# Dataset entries
= Beginning of Section =

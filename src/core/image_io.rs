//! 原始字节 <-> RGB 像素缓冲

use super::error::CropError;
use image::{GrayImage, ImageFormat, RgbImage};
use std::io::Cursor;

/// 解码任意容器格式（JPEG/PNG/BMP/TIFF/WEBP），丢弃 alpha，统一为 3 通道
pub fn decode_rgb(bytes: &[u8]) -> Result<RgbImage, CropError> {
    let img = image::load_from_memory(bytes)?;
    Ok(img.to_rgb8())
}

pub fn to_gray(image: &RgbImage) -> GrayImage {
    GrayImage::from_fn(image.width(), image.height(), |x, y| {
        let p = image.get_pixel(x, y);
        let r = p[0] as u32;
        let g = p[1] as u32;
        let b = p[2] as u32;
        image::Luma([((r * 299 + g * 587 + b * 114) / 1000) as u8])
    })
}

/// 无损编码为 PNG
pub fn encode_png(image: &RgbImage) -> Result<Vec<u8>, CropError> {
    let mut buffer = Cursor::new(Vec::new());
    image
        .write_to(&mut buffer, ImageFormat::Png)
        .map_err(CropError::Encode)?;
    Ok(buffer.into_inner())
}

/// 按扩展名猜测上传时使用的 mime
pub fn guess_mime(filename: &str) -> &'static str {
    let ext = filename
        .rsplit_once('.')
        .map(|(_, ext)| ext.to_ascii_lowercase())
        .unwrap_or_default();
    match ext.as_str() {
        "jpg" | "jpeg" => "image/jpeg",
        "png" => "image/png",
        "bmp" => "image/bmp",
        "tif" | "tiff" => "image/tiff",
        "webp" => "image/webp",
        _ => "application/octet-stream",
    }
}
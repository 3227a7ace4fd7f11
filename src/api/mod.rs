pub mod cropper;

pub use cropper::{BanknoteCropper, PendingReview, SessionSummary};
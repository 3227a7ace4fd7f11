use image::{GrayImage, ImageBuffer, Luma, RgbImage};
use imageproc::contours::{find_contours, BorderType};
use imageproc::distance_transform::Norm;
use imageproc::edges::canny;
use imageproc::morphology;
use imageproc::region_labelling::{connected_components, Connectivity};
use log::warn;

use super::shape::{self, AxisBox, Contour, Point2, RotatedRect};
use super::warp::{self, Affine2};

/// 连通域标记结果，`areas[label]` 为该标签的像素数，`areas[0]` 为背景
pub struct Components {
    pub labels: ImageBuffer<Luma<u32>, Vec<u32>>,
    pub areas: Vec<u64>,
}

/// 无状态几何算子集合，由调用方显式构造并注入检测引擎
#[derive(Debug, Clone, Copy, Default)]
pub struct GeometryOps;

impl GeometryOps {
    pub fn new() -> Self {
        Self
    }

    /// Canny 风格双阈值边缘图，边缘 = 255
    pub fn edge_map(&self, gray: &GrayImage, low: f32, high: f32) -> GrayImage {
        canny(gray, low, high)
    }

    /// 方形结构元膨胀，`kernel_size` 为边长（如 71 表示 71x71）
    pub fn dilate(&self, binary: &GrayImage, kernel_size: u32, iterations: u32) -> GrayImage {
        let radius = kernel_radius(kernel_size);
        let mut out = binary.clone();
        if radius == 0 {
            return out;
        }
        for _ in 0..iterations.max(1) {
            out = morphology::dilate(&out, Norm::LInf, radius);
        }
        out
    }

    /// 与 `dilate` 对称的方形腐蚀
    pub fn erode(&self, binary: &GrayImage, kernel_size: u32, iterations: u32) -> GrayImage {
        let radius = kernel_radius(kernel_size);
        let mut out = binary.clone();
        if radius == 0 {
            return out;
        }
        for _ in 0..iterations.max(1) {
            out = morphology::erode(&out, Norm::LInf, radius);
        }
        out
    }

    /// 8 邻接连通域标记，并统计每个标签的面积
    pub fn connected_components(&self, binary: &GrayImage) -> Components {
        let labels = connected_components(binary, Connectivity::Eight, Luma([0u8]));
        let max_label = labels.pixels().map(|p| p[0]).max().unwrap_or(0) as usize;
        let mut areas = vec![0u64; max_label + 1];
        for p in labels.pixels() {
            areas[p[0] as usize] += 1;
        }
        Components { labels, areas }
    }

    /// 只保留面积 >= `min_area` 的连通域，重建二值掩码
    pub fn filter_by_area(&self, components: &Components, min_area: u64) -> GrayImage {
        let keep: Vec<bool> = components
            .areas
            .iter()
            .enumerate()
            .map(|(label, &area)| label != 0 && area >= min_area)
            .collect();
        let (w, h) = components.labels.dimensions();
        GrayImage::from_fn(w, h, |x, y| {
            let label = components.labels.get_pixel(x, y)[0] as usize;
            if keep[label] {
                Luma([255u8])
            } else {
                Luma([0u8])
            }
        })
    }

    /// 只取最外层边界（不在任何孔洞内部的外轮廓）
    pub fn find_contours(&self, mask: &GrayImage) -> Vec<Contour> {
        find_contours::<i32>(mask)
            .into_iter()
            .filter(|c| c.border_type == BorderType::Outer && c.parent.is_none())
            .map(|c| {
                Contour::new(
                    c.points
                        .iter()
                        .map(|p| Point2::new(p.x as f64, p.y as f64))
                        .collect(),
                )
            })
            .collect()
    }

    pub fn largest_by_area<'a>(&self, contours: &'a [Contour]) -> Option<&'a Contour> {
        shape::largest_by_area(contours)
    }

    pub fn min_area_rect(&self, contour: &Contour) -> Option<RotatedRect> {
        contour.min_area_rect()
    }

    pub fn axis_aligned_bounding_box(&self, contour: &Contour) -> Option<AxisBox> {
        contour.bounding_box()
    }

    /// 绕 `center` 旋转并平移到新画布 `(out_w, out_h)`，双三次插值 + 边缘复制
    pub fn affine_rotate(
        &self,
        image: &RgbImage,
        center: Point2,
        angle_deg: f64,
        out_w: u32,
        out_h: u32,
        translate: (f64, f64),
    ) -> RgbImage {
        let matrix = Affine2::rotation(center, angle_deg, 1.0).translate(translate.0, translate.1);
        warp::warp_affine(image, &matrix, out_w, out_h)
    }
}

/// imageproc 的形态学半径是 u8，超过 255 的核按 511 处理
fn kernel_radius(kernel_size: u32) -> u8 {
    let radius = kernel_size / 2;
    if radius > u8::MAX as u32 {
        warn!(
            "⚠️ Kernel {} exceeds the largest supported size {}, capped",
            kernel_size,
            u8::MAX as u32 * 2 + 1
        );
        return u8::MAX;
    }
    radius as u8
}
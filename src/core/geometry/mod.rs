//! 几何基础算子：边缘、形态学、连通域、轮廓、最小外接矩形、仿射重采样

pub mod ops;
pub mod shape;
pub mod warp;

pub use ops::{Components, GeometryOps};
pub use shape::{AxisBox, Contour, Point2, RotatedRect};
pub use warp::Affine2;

= End of Section =

# INSTRUCTIONS TO FOLLOW
All records above are to be output again exactly as they stand.

# WRITTEN RESPONSE
filename src/core/image_io.rs
//! 原始字节 <-> RGB 像素缓冲

use super::error::CropError;
use image::{GrayImage, ImageFormat, RgbImage};
use std::io::Cursor;

/// 解码任意容器格式（JPEG/PNG/BMP/TIFF/WEBP），丢弃 alpha，统一为 3 通道
pub fn decode_rgb(bytes: &[u8]) -> Result<RgbImage, CropError> {
    let img = image::load_from_memory(bytes)?;
    Ok(img.to_rgb8())
}

pub fn to_gray(image: &RgbImage) -> GrayImage {
    GrayImage::from_fn(image.width(), image.height(), |x, y| {
        let p = image.get_pixel(x, y);
        let r = p[0] as u32;
        let g = p[1] as u32;
        let b = p[2] as u32;
        image::Luma([((r * 299 + g * 587 + b * 114) / 1000) as u8])
    })
}

/// 无损编码为 PNG
pub fn encode_png(image: &RgbImage) -> Result<Vec<u8>, CropError> {
    let mut buffer = Cursor::new(Vec::new());
    image
        .write_to(&mut buffer, ImageFormat::Png)
        .map_err(CropError::Encode)?;
    Ok(buffer.into_inner())
}

/// 按扩展名猜测上传时使用的 mime
pub fn guess_mime(filename: &str) -> &'static str {
    let ext = filename
        .rsplit_once('.')
        .map(|(_, ext)| ext.to_ascii_lowercase())
        .unwrap_or_default();
    match ext.as_str() {
        "jpg" | "jpeg" => "image/jpeg",
        "png" => "image/png",
        "bmp" => "image/bmp",
        "tif" | "tiff" => "image/tiff",
        "webp" => "image/webp",
        _ => "application/octet-stream",
    }
}
repository 3227a7ace4fd7f11
filename src/api/mod.rs
pub mod cropper;

pub use cropper::{BanknoteCropper, PendingReview, SessionSummary};
repository 3227a7ace4fd7f11
use image::{GrayImage, ImageBuffer, Luma, RgbImage};
use imageproc::contours::{find_contours, BorderType};
use imageproc::distance_transform::Norm;
use imageproc::edges::canny;
use imageproc::morphology;
use imageproc::region_labelling::{connected_components, Connectivity};
use log::warn;

use super::shape::{self, AxisBox, Contour, Point2, RotatedRect};
use super::warp::{self, Affine2};

/// 连通域标记结果，`areas[label]` 为该标签的像素数，`areas[0]` 为背景
pub struct Components {
    pub labels: ImageBuffer<Luma<u32>, Vec<u32>>,
    pub areas: Vec<u64>,
}

/// 无状态几何算子集合，由调用方显式构造并注入检测引擎
#[derive(Debug, Clone, Copy, Default)]
pub struct GeometryOps;

impl GeometryOps {
    pub fn new() -> Self {
        Self
    }

    /// Canny 风格双阈值边缘图，边缘 = 255
    pub fn edge_map(&self, gray: &GrayImage, low: f32, high: f32) -> GrayImage {
        canny(gray, low, high)
    }

    /// 方形结构元膨胀，`kernel_size` 为边长（如 71 表示 71x71）
    pub fn dilate(&self, binary: &GrayImage, kernel_size: u32, iterations: u32) -> GrayImage {
        let radius = kernel_radius(kernel_size);
        let mut out = binary.clone();
        if radius == 0 {
            return out;
        }
        for _ in 0..iterations.max(1) {
            out = morphology::dilate(&out, Norm::LInf, radius);
        }
        out
    }

    /// 与 `dilate` 对称的方形腐蚀
    pub fn erode(&self, binary: &GrayImage, kernel_size: u32, iterations: u32) -> GrayImage {
        let radius = kernel_radius(kernel_size);
        let mut out = binary.clone();
        if radius == 0 {
            return out;
        }
        for _ in 0..iterations.max(1) {
            out = morphology::erode(&out, Norm::LInf, radius);
        }
        out
    }

    /// 8 邻接连通域标记，并统计每个标签的面积
    pub fn connected_components(&self, binary: &GrayImage) -> Components {
        let labels = connected_components(binary, Connectivity::Eight, Luma([0u8]));
        let max_label = labels.pixels().map(|p| p[0]).max().unwrap_or(0) as usize;
        let mut areas = vec![0u64; max_label + 1];
        for p in labels.pixels() {
            areas[p[0] as usize] += 1;
        }
        Components { labels, areas }
    }

    /// 只保留面积 >= `min_area` 的连通域，重建二值掩码
    pub fn filter_by_area(&self, components: &Components, min_area: u64) -> GrayImage {
        let keep: Vec<bool> = components
            .areas
            .iter()
            .enumerate()
            .map(|(label, &area)| label != 0 && area >= min_area)
            .collect();
        let (w, h) = components.labels.dimensions();
        GrayImage::from_fn(w, h, |x, y| {
            let label = components.labels.get_pixel(x, y)[0] as usize;
            if keep[label] {
                Luma([255u8])
            } else {
                Luma([0u8])
            }
        })
    }

    /// 只取最外层边界（不在任何孔洞内部的外轮廓）
    pub fn find_contours(&self, mask: &GrayImage) -> Vec<Contour> {
        find_contours::<i32>(mask)
            .into_iter()
            .filter(|c| c.border_type == BorderType::Outer && c.parent.is_none())
            .map(|c| {
                Contour::new(
                    c.points
                        .iter()
                        .map(|p| Point2::new(p.x as f64, p.y as f64))
                        .collect(),
                )
            })
            .collect()
    }

    pub fn largest_by_area<'a>(&self, contours: &'a [Contour]) -> Option<&'a Contour> {
        shape::largest_by_area(contours)
    }

    pub fn min_area_rect(&self, contour: &Contour) -> Option<RotatedRect> {
        contour.min_area_rect()
    }

    pub fn axis_aligned_bounding_box(&self, contour: &Contour) -> Option<AxisBox> {
        contour.bounding_box()
    }

    /// 绕 `center` 旋转并平移到新画布 `(out_w, out_h)`，双三次插值 + 边缘复制
    pub fn affine_rotate(
        &self,
        image: &RgbImage,
        center: Point2,
        angle_deg: f64,
        out_w: u32,
        out_h: u32,
        translate: (f64, f64),
    ) -> RgbImage {
        let matrix = Affine2::rotation(center, angle_deg, 1.0).translate(translate.0, translate.1);
        warp::warp_affine(image, &matrix, out_w, out_h)
    }
}

/// imageproc 的形态学半径是 u8，超过 255 的核按 511 处理
fn kernel_radius(kernel_size: u32) -> u8 {
    let radius = kernel_size / 2;
    if radius > u8::MAX as u32 {
        warn!(
            "⚠️ Kernel {} exceeds the largest supported size {}, capped",
            kernel_size,
            u8::MAX as u32 * 2 + 1
        );
        return u8::MAX;
    }
    radius as u8
}
filename src/core/geometry/mod.rs
//! 几何基础算子：边缘、形态学、连通域、轮廓、最小外接矩形、仿射重采样

pub mod ops;
pub mod shape;
pub mod warp;

pub use ops::{Components, GeometryOps};
pub use shape::{AxisBox, Contour, Point2, RotatedRect};
pub use warp::Affine2;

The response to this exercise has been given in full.